— Task instructions —
Give the data again in full, with every character unchanged.
*** Data extracts Section Begins ***
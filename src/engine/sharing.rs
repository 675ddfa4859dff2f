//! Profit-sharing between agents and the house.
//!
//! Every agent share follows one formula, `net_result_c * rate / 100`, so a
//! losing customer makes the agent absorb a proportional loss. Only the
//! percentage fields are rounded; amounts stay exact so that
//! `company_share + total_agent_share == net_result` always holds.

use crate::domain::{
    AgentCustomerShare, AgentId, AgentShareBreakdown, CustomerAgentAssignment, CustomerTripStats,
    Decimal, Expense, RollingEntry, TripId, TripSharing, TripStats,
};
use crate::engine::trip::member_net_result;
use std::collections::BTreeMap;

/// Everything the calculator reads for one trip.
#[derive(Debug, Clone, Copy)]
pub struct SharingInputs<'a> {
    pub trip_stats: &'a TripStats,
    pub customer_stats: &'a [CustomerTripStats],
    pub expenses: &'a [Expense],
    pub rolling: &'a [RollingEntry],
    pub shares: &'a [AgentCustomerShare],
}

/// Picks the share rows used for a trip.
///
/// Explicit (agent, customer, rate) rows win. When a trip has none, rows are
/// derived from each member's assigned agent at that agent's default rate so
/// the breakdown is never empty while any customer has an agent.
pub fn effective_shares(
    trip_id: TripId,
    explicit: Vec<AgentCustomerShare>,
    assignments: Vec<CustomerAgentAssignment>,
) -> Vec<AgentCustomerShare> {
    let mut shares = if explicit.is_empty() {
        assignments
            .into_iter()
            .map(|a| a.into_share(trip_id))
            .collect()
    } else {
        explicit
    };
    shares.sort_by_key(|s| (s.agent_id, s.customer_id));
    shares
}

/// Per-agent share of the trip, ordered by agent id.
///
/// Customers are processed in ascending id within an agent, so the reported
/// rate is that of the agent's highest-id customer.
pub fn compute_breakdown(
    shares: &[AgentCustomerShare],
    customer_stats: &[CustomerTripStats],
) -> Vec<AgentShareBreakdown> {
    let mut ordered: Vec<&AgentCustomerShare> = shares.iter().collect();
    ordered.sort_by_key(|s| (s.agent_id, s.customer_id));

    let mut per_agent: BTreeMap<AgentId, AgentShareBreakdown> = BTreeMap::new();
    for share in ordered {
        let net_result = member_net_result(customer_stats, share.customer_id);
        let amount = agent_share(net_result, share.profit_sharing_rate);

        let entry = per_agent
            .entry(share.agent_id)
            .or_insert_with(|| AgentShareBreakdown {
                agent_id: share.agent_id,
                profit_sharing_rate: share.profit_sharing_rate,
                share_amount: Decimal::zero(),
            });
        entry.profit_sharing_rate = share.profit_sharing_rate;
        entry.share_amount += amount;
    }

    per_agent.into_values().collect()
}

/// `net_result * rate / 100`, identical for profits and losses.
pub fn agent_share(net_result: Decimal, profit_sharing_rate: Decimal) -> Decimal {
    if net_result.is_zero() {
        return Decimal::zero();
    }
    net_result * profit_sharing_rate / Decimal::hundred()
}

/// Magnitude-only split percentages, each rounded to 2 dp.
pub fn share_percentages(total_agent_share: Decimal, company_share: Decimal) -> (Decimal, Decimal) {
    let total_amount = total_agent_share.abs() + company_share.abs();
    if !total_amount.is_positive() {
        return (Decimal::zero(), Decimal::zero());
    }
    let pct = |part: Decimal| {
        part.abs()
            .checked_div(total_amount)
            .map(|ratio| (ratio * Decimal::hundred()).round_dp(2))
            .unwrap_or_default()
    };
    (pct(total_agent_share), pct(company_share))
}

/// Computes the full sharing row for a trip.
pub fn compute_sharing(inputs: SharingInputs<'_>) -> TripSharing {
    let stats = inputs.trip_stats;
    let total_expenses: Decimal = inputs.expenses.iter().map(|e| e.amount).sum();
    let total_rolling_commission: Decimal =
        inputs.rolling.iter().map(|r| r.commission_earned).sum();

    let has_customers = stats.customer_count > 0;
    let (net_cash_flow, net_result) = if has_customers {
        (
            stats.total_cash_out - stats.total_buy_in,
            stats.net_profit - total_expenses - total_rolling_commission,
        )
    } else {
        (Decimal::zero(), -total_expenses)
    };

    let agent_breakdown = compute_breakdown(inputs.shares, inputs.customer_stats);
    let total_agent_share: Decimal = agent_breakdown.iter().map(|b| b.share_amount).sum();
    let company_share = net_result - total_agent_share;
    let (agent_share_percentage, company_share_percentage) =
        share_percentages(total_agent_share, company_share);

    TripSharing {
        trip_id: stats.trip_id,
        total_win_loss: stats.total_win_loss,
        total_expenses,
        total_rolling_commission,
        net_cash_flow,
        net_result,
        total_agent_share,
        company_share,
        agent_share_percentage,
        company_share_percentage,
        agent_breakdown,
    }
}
*** Data extracts Section Ends ***
— Answer to the problem —
filename src/engine/sharing.rs
repository 675ddfa4859dff2f
//! Profit-sharing between agents and the house.
//!
//! Every agent share follows one formula, `net_result_c * rate / 100`, so a
//! losing customer makes the agent absorb a proportional loss. Only the
//! percentage fields are rounded; amounts stay exact so that
//! `company_share + total_agent_share == net_result` always holds.

use crate::domain::{
    AgentCustomerShare, AgentId, AgentShareBreakdown, CustomerAgentAssignment, CustomerTripStats,
    Decimal, Expense, RollingEntry, TripId, TripSharing, TripStats,
};
use crate::engine::trip::member_net_result;
use std::collections::BTreeMap;

/// Everything the calculator reads for one trip.
#[derive(Debug, Clone, Copy)]
pub struct SharingInputs<'a> {
    pub trip_stats: &'a TripStats,
    pub customer_stats: &'a [CustomerTripStats],
    pub expenses: &'a [Expense],
    pub rolling: &'a [RollingEntry],
    pub shares: &'a [AgentCustomerShare],
}

/// Picks the share rows used for a trip.
///
/// Explicit (agent, customer, rate) rows win. When a trip has none, rows are
/// derived from each member's assigned agent at that agent's default rate so
/// the breakdown is never empty while any customer has an agent.
pub fn effective_shares(
    trip_id: TripId,
    explicit: Vec<AgentCustomerShare>,
    assignments: Vec<CustomerAgentAssignment>,
) -> Vec<AgentCustomerShare> {
    let mut shares = if explicit.is_empty() {
        assignments
            .into_iter()
            .map(|a| a.into_share(trip_id))
            .collect()
    } else {
        explicit
    };
    shares.sort_by_key(|s| (s.agent_id, s.customer_id));
    shares
}

/// Per-agent share of the trip, ordered by agent id.
///
/// Customers are processed in ascending id within an agent, so the reported
/// rate is that of the agent's highest-id customer.
pub fn compute_breakdown(
    shares: &[AgentCustomerShare],
    customer_stats: &[CustomerTripStats],
) -> Vec<AgentShareBreakdown> {
    let mut ordered: Vec<&AgentCustomerShare> = shares.iter().collect();
    ordered.sort_by_key(|s| (s.agent_id, s.customer_id));

    let mut per_agent: BTreeMap<AgentId, AgentShareBreakdown> = BTreeMap::new();
    for share in ordered {
        let net_result = member_net_result(customer_stats, share.customer_id);
        let amount = agent_share(net_result, share.profit_sharing_rate);

        let entry = per_agent
            .entry(share.agent_id)
            .or_insert_with(|| AgentShareBreakdown {
                agent_id: share.agent_id,
                profit_sharing_rate: share.profit_sharing_rate,
                share_amount: Decimal::zero(),
            });
        entry.profit_sharing_rate = share.profit_sharing_rate;
        entry.share_amount += amount;
    }

    per_agent.into_values().collect()
}

/// `net_result * rate / 100`, identical for profits and losses.
pub fn agent_share(net_result: Decimal, profit_sharing_rate: Decimal) -> Decimal {
    if net_result.is_zero() {
        return Decimal::zero();
    }
    net_result * profit_sharing_rate / Decimal::hundred()
}

/// Magnitude-only split percentages, each rounded to 2 dp.
pub fn share_percentages(total_agent_share: Decimal, company_share: Decimal) -> (Decimal, Decimal) {
    let total_amount = total_agent_share.abs() + company_share.abs();
    if !total_amount.is_positive() {
        return (Decimal::zero(), Decimal::zero());
    }
    let pct = |part: Decimal| {
        part.abs()
            .checked_div(total_amount)
            .map(|ratio| (ratio * Decimal::hundred()).round_dp(2))
            .unwrap_or_default()
    };
    (pct(total_agent_share), pct(company_share))
}

/// Computes the full sharing row for a trip.
pub fn compute_sharing(inputs: SharingInputs<'_>) -> TripSharing {
    let stats = inputs.trip_stats;
    let total_expenses: Decimal = inputs.expenses.iter().map(|e| e.amount).sum();
    let total_rolling_commission: Decimal =
        inputs.rolling.iter().map(|r| r.commission_earned).sum();

    let has_customers = stats.customer_count > 0;
    let (net_cash_flow, net_result) = if has_customers {
        (
            stats.total_cash_out - stats.total_buy_in,
            stats.net_profit - total_expenses - total_rolling_commission,
        )
    } else {
        (Decimal::zero(), -total_expenses)
    };

    let agent_breakdown = compute_breakdown(inputs.shares, inputs.customer_stats);
    let total_agent_share: Decimal = agent_breakdown.iter().map(|b| b.share_amount).sum();
    let company_share = net_result - total_agent_share;
    let (agent_share_percentage, company_share_percentage) =
        share_percentages(total_agent_share, company_share);

    TripSharing {
        trip_id: stats.trip_id,
        total_win_loss: stats.total_win_loss,
        total_expenses,
        total_rolling_commission,
        net_cash_flow,
        net_result,
        total_agent_share,
        company_share,
        agent_share_percentage,
        company_share_percentage,
        agent_breakdown,
    }
}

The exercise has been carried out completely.